Entre las medidas prioritarias, el organismo recomendó habilitar rutas comerciales alternativas, evitar restricciones a las exportaciones y proteger los flujos de ayuda humanitaria. Asimismo, pidió generar mecanismos de amortiguación para absorber el incremento de los costos logísticos y de transporte.
El economista jefe de la FAO, Máximo Torero, afirmó en un podcast difundido este miércoles que es necesario “empezar a pensar seriamente en cómo aumentar la capacidad de absorción de los países” y fortalecer su resiliencia frente al impacto de este “estrangulamiento” comercial.

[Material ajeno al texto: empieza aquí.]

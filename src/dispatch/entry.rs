//! Process entry point: parse, init and run a command, mapping the outcome to an exit code

use crate::cli::command::Command;
use crate::cli::context::Context;
use crate::cli::flags::{FlagSet, HELP_FLAG, flag_is_set};
use crate::error::CmdError;
use core::fmt::Display;
use std::io::Write as _;
use tracing::debug;

/// Run `command` with `args` and return the process exit code
///
/// - 0 on success, or when help was printed
/// - 2 when flags, arguments or the subcommand name are rejected
/// - 1 when the command fails while running
/// - the carried code for a pass-through error
#[inline]
pub fn run_main(command: &mut dyn Command, ctx: &mut Context<'_>, args: Vec<String>) -> i32 {
    let info = command.info();
    let flags = command.set_flags(FlagSet::new(info.name.clone()));
    let parsed = match flags.parse(command.allow_interspersed_flags(), &args) {
        Ok(parsed) => parsed,
        Err(err) => {
            write_error(ctx, &err);
            return err.exit_code();
        }
    };

    if !command.is_super_command() && flag_is_set(&parsed.matches, HELP_FLAG) {
        write_out(ctx, info.help(&flags));
        return 0;
    }
    ctx.flags_mut().push(parsed.matches.clone());

    if let Err(err) = command.init(&parsed.matches, parsed.args) {
        if let Some(cmd_err) = err.downcast_ref::<CmdError>() {
            if cmd_err.is_silent() {
                return 2;
            }
            write_error(ctx, &err);
            if let CmdError::UnrecognizedCommand {
                suggestion: Some(suggestion),
                ..
            } = cmd_err
            {
                write_err_line(ctx, format!("did you mean {suggestion:?}?"));
            }
            return 2;
        }
        write_error(ctx, &err);
        return 2;
    }

    match command.run(ctx) {
        Ok(()) => 0,
        Err(err) => match err.downcast_ref::<CmdError>() {
            Some(CmdError::RcPassthrough { code }) => *code,
            Some(cmd_err) if cmd_err.is_silent() => 1,
            _ => {
                write_error(ctx, &err);
                1
            }
        },
    }
}

fn write_error<E: Display>(ctx: &Context<'_>, err: &E) {
    write_err_line(ctx, format!("error: {err}"));
}

fn write_err_line(ctx: &Context<'_>, line: String) {
    if let Err(write_err) = writeln!(ctx.stderr(), "{line}") {
        debug!("failed to write to stderr: {write_err}");
    }
}

fn write_out(ctx: &Context<'_>, text: String) {
    if let Err(write_err) = write!(ctx.stdout(), "{text}") {
        debug!("failed to write to stdout: {write_err}");
    }
}
//! System abstraction for environment, file and terminal access
//!
//! This module provides a unified trait for all external system interactions,
//! allowing commands to be dispatched and tested without touching the real
//! terminal or filesystem.

use std::env::VarError;
use std::io::{self, Read, Write};
use std::path::{Path, PathBuf};

pub mod mock;
pub mod real;

pub use mock::MockSystem;
pub use real::RealSystem;

/// Unified trait for system operations (environment, files, standard streams)
///
/// # Implementations
/// - `RealSystem`: Production implementation using `std::env`, `std::fs` and `std::io`
/// - `MockSystem`: Test implementation using in-memory storage and captured output
pub trait System: Send + Sync {
    // ==================== Environment Operations ====================

    /// Get an environment variable
    fn env_var(&self, key: &str) -> Result<String, VarError>;

    /// Get the current working directory
    fn current_dir(&self) -> io::Result<PathBuf>;

    // ==================== Filesystem Operations ====================

    /// Read entire file contents as a string
    fn read_to_string(&self, path: &Path) -> io::Result<String>;

    // ==================== Standard Streams ====================

    /// Open the standard input stream
    fn stdin(&self) -> Box<dyn Read + '_>;

    /// Open the standard output stream
    fn stdout(&self) -> Box<dyn Write + '_>;

    /// Open the standard error stream
    fn stderr(&self) -> Box<dyn Write + '_>;
}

La advertencia ocurre en un contexto de creciente presión sobre los mercados alimentarios. El Índice de Precios de los Alimentos de la FAO —que monitorea mensualmente la evolución de los precios internacionales de una canasta de productos básicos— registró en abril su tercer aumento consecutivo, impulsado por los altos costos energéticos y las disrupciones derivadas del conflicto en Medio Oriente.
En el corto plazo, la FAO propuso redirigir el comercio hacia rutas terrestres y marítimas alternativas y evitar nuevas restricciones comerciales, especialmente en sectores sensibles como energía, fertilizantes e insumos agrícolas.
Para el mediano plazo, el organismo planteó la necesidad de implementar líneas de crédito de emergencia para agricultores, acelerar los desembolsos de ayuda mediante registros digitales y reactivar un mecanismo de financiamiento para crisis alimentarias creado en 2022.
La FAO también advirtió que el escenario podría deteriorarse aún más por la llegada del fenómeno climático de El Niño, que se prevé genere sequías y alteraciones en los patrones de lluvias en distintas regiones del mundo, afectando la producción agrícola y profundizando la volatilidad de los precios.